La definizione agevolata estende i suoi effetti al socio coobbligato
La definizione agevolata rappresenta uno strumento fondamentale per risolvere le pendenze con il fisco. Spesso i contribuenti si chiedono se la chiusura di una lite da parte di un soggetto possa aiutare anche gli altri soggetti coinvolti nello stesso debito. La Corte di Cassazione ha affrontato questo tema specifico, chiarendo come la definizione agevolata di una società produca effetti positivi anche per il socio che risponde degli stessi tributi.

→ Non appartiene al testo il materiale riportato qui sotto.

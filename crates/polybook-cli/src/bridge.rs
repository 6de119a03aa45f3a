//! Bridge command implementation for polybook CLI.
//!
//! Speaks the JSON-lines protocol of [`polybook_core::protocol`] over
//! stdin/stdout, standing in for a notebook UI. Every execution runs as its
//! own task; input responses are routed through the shared broker.

use std::collections::HashMap;

use polybook_core::{
    AbortHandle, CellId, CellReport, ClientMessage, Config, ExecutionRequest, InputBroker,
    Orchestrator, ServerMessage,
};
use tokio::io::{AsyncBufReadExt, AsyncWriteExt, BufReader, Stdout};
use tokio::sync::mpsc;

/// Serve the bridge until `shutdown` or end of input.
pub async fn execute(config: Config) -> anyhow::Result<()> {
    let broker = InputBroker::new();
    let (orchestrator, mut updates) = Orchestrator::new(config, broker.clone());
    let (reports_tx, mut reports) = mpsc::unbounded_channel::<CellReport>();
    let mut bridge = Bridge {
        orchestrator,
        broker,
        reports: reports_tx,
        running: HashMap::new(),
        in_flight: 0,
        out: tokio::io::stdout(),
    };
    let mut lines = BufReader::new(tokio::io::stdin()).lines();

    tracing::info!("bridge ready");
    loop {
        // Updates first: a block's final update is queued before its report.
        tokio::select! {
            biased;
            Some(update) = updates.recv() => {
                bridge
                    .send(&ServerMessage::CellUpdate {
                        cell_id: update.cell_id,
                        outputs: update.items,
                    })
                    .await?;
            }
            Some(report) = reports.recv() => bridge.finish(report).await?,
            line = lines.next_line() => {
                let Some(line) = line? else { break };
                if !bridge.handle_line(&line).await? {
                    break;
                }
            }
        }
    }

    tracing::info!(in_flight = bridge.in_flight, "bridge shutting down");
    for abort in bridge.running.values() {
        abort.abort();
    }
    bridge.orchestrator.dispose().await;

    while bridge.in_flight > 0 {
        tokio::select! {
            biased;
            Some(update) = updates.recv() => {
                bridge
                    .send(&ServerMessage::CellUpdate {
                        cell_id: update.cell_id,
                        outputs: update.items,
                    })
                    .await?;
            }
            Some(report) = reports.recv() => bridge.finish(report).await?,
        }
    }
    while let Ok(update) = updates.try_recv() {
        bridge
            .send(&ServerMessage::CellUpdate {
                cell_id: update.cell_id,
                outputs: update.items,
            })
            .await?;
    }
    Ok(())
}

struct Bridge {
    orchestrator: Orchestrator,
    broker: InputBroker,
    reports: mpsc::UnboundedSender<CellReport>,
    /// Cancellation handles of running blocks.
    running: HashMap<CellId, AbortHandle>,
    in_flight: usize,
    out: Stdout,
}

impl Bridge {
    async fn send(&mut self, message: &ServerMessage) -> anyhow::Result<()> {
        let mut line = serde_json::to_string(message)?;
        line.push('\n');
        self.out.write_all(line.as_bytes()).await?;
        self.out.flush().await?;
        Ok(())
    }

    async fn error(&mut self, message: impl Into<String>) -> anyhow::Result<()> {
        let message = message.into();
        tracing::debug!(%message, "client message rejected");
        self.send(&ServerMessage::Error { message }).await
    }

    async fn finish(&mut self, report: CellReport) -> anyhow::Result<()> {
        self.in_flight = self.in_flight.saturating_sub(1);
        self.running.remove(&report.cell_id);
        self.send(&report.to_message()).await
    }

    /// Handle one client line. Returns `false` when the client asked to stop.
    async fn handle_line(&mut self, line: &str) -> anyhow::Result<bool> {
        if line.trim().is_empty() {
            return Ok(true);
        }
        let message: ClientMessage = match serde_json::from_str(line) {
            Ok(message) => message,
            Err(e) => {
                self.error(format!("invalid message: {e}")).await?;
                return Ok(true);
            }
        };

        match message {
            ClientMessage::Execute {
                cell_id,
                language,
                source,
                stateless,
                readonly,
            } => {
                if self.running.contains_key(&cell_id) {
                    self.error(format!("cell {cell_id} is already running")).await?;
                    return Ok(true);
                }
                let abort = AbortHandle::new();
                self.running.insert(cell_id.clone(), abort.clone());
                self.in_flight += 1;

                let request = ExecutionRequest::new(cell_id, language, source)
                    .stateless(stateless)
                    .readonly(readonly)
                    .with_abort(abort);
                let orchestrator = self.orchestrator.clone();
                let reports = self.reports.clone();
                tokio::spawn(async move {
                    let report = orchestrator.execute(request).await;
                    let _ = reports.send(report);
                });
            }

            ClientMessage::InputResponse { request_id, value } => {
                if self.broker.resolve(request_id.as_deref(), value).is_none() {
                    self.error("no matching input request is pending").await?;
                }
            }

            ClientMessage::Cancel { cell_id } => match self.running.get(&cell_id) {
                Some(abort) => abort.abort(),
                None => self.error(format!("cell {cell_id} is not running")).await?,
            },

            ClientMessage::Interrupt => self.orchestrator.interrupt(),

            ClientMessage::Restart => self.orchestrator.restart().await,

            ClientMessage::Shutdown => return Ok(false),
        }
        Ok(true)
    }
}
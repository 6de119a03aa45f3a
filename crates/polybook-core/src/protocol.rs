//! JSON messages exchanged with an external UI surface.
//!
//! One message per line in each direction. Client messages submit code
//! blocks and answer input requests; server messages stream output
//! replacements and one terminal report per execution.

use serde::{Deserialize, Serialize};

use crate::error::ErrorKind;
use crate::output::{CellId, OutputItem};

/// Messages sent from client to server.
#[derive(Debug, Clone, PartialEq, Eq, Serialize, Deserialize)]
#[serde(tag = "type", rename_all = "kebab-case", rename_all_fields = "camelCase")]
pub enum ClientMessage {
    /// Run a code block.
    Execute {
        cell_id: CellId,
        language: String,
        source: String,
        /// Run in a throwaway session instead of the shared one.
        #[serde(default)]
        stateless: bool,
        /// Skip execution entirely.
        #[serde(default)]
        readonly: bool,
    },

    /// Answer an input request. Without `request_id` the oldest pending
    /// request is answered.
    InputResponse {
        #[serde(default, skip_serializing_if = "Option::is_none")]
        request_id: Option<String>,
        value: String,
    },

    /// Stop one running block.
    Cancel { cell_id: CellId },

    /// Interrupt the shared interpreter.
    Interrupt,

    /// Discard the shared interpreter; the next block starts a fresh one.
    Restart,

    /// Stop serving.
    Shutdown,
}

/// Messages sent from server to client.
#[derive(Debug, Clone, PartialEq, Eq, Serialize, Deserialize)]
#[serde(tag = "type", rename_all = "kebab-case", rename_all_fields = "camelCase")]
pub enum ServerMessage {
    /// Replace a block's displayed output.
    CellUpdate {
        cell_id: CellId,
        outputs: Vec<OutputItem>,
    },

    /// A block finished successfully.
    CellCompleted {
        cell_id: CellId,
        execution_order: u64,
        outputs: Vec<OutputItem>,
    },

    /// A block failed or was stopped.
    CellFailed {
        cell_id: CellId,
        execution_order: u64,
        kind: ErrorKind,
        message: String,
        #[serde(default, skip_serializing_if = "Option::is_none")]
        hint: Option<String>,
    },

    /// A client message could not be handled.
    Error { message: String },
}

#[cfg(test)]
mod tests {
    use super::*;

    #[test]
    fn test_execute_message_defaults() {
        let json = r#"{"type":"execute","cellId":"c1","language":"python","source":"print(1)"}"#;
        let parsed: ClientMessage = serde_json::from_str(json).unwrap();
        assert_eq!(
            parsed,
            ClientMessage::Execute {
                cell_id: CellId::new("c1"),
                language: "python".to_string(),
                source: "print(1)".to_string(),
                stateless: false,
                readonly: false,
            }
        );
    }

    #[test]
    fn test_input_response_without_id() {
        let parsed: ClientMessage =
            serde_json::from_str(r#"{"type":"input-response","value":"Ada"}"#).unwrap();
        match parsed {
            ClientMessage::InputResponse { request_id, value } => {
                assert_eq!(request_id, None);
                assert_eq!(value, "Ada");
            }
            _ => panic!("Wrong message type"),
        }

        let parsed: ClientMessage =
            serde_json::from_str(r#"{"type":"input-response","requestId":"r1","value":""}"#)
                .unwrap();
        assert!(matches!(
            parsed,
            ClientMessage::InputResponse { request_id: Some(id), .. } if id == "r1"
        ));
    }

    #[test]
    fn test_server_message_serialization() {
        let msg = ServerMessage::CellFailed {
            cell_id: CellId::new("c2"),
            execution_order: 3,
            kind: ErrorKind::CompileFailure,
            message: "error: expected ';'".to_string(),
            hint: None,
        };
        let json = serde_json::to_value(&msg).unwrap();
        assert_eq!(json["type"], "cell-failed");
        assert_eq!(json["cellId"], "c2");
        assert_eq!(json["executionOrder"], 3);
        assert_eq!(json["kind"], "compile-failure");
        assert!(json.get("hint").is_none());
    }

    #[test]
    fn test_unit_messages() {
        let parsed: ClientMessage = serde_json::from_str(r#"{"type":"restart"}"#).unwrap();
        assert_eq!(parsed, ClientMessage::Restart);

        let parsed: ClientMessage =
            serde_json::from_str(r#"{"type":"cancel","cellId":"c9"}"#).unwrap();
        assert_eq!(
            parsed,
            ClientMessage::Cancel {
                cell_id: CellId::new("c9")
            }
        );
    }
}
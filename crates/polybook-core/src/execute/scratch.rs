//! Per-execution scratch directories.

use std::path::{Path, PathBuf};

use tempfile::TempDir;

use crate::error::Result;

/// A uniquely named temporary directory holding one execution's artifacts.
///
/// Removed on [`ScratchDir::close`] or drop. Removal failures are logged,
/// never returned.
#[derive(Debug)]
pub struct ScratchDir {
    dir: Option<TempDir>,
    path: PathBuf,
}

impl ScratchDir {
    /// Create a fresh scratch directory under the system temp dir.
    pub fn new() -> Result<Self> {
        let dir = tempfile::Builder::new().prefix("polybook-").tempdir()?;
        let path = dir.path().to_path_buf();
        tracing::debug!(path = %path.display(), "created scratch dir");
        Ok(Self {
            dir: Some(dir),
            path,
        })
    }

    pub fn path(&self) -> &Path {
        &self.path
    }

    /// Write `contents` to `name` inside the directory.
    pub fn write(&self, name: &str, contents: &str) -> Result<PathBuf> {
        let file = self.path.join(name);
        std::fs::write(&file, contents)?;
        Ok(file)
    }

    /// Remove the directory and everything in it.
    pub fn close(mut self) {
        self.remove();
    }

    fn remove(&mut self) {
        if let Some(dir) = self.dir.take()
            && let Err(e) = dir.close()
        {
            tracing::warn!(path = %self.path.display(), "failed to remove scratch dir: {}", e);
        }
    }
}

impl Drop for ScratchDir {
    fn drop(&mut self) {
        self.remove();
    }
}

Il caso originario: la contestazione delle imposte societarie
La vicenda nasce da un avviso di accertamento (l’atto con cui il fisco richiede tasse non pagate) emesso dall’Agenzia delle Entrate nei confronti di una società di persone. L’ufficio finanziario contestava il mancato pagamento dell’IVA (imposta sul valore aggiunto) e dell’IRAP (imposta regionale sulle attività produttive). I giudici dei primi due gradi di giudizio avevano dato ragione alla società, dichiarando l’illegittimità della pretesa fiscale. L’Agenzia delle Entrate ha quindi proposto ricorso davanti alla Corte di Cassazione per ribaltare la decisione.
Il principio della solidarietà nel debito tributario
Nel corso del giudizio di legittimità (il processo davanti alla Cassazione), la società ha deciso di avvalersi della sanatoria fiscale prevista dalla legge. Ha quindi presentato la domanda e pagato quanto dovuto per perfezionare la pace fiscale. A questo punto, il socio della società, che era stato chiamato in causa in proprio come responsabile in solido (soggetto tenuto a pagare il debito insieme alla società), ha chiesto ai giudici di estendere i benefici di questa chiusura anche alla sua posizione personale. Il fisco infatti pretendeva di continuare la causa contro di lui.
Le motivazioni della Cassazione sulla definizione agevolata
Le motivazioni della Cassazione sulla definizione agevolata si fondano sulla chiara lettera della legge. I giudici hanno richiamato il decreto legge numero 119 del 2018. Questa norma stabilisce espressamente che la definizione agevolata perfezionata da uno dei coobbligati (i diversi debitori dello stesso debito) giova anche a favore di tutti gli altri. Questo effetto positivo si applica anche a coloro per i quali la controversia non è più pendente. La Corte ha spiegato che la natura solidale del debito tributario tra società di persone e socio comporta una condivisione degli effetti favorevoli della sanatoria. Una volta che il debito principale viene estinto tramite la procedura agevolata, l’intera pretesa del fisco viene meno per tutti i soggetti coinvolti.
Le conclusioni sul giudizio tributario estinto
Le conclusioni sul giudizio tributario estinto confermano la vittoria del contribuente. La Corte di Cassazione ha dichiarato l’estinzione del processo (la chiusura definitiva della causa senza vincitori né vinti sul merito). Di conseguenza, l’Agenzia delle Entrate non può più pretendere alcuna somma né dalla società né dal socio per l’annualità contestata. Per quanto riguarda le spese di lite, i giudici hanno stabilito che ognuno debba pagare le proprie spese già anticipate, senza alcuna condanna al rimborso. Questa decisione offre una tutela concreta ai soci delle società di persone, garantendo che la pace fiscale raggiunta dall’ente collettivo liberi definitivamente anche le persone fisiche collegate.
La sanatoria fiscale di una società si applica anche ai soci?
Sì, se il socio è coobbligato in solido per i medesimi tributi, la definizione agevolata perfezionata dalla società estende i suoi effetti benefici anche a lui.
Cosa succede alla causa in corso se si aderisce alla definizione agevolata?
Il processo viene dichiarato estinto dai giudici e le pretese del fisco vengono definitivamente annullate.
Chi paga le spese del processo in caso di estinzione per sanatoria?
In genere le spese restano a carico di chi le ha anticipate, senza che una parte debba rimborsare l’altra.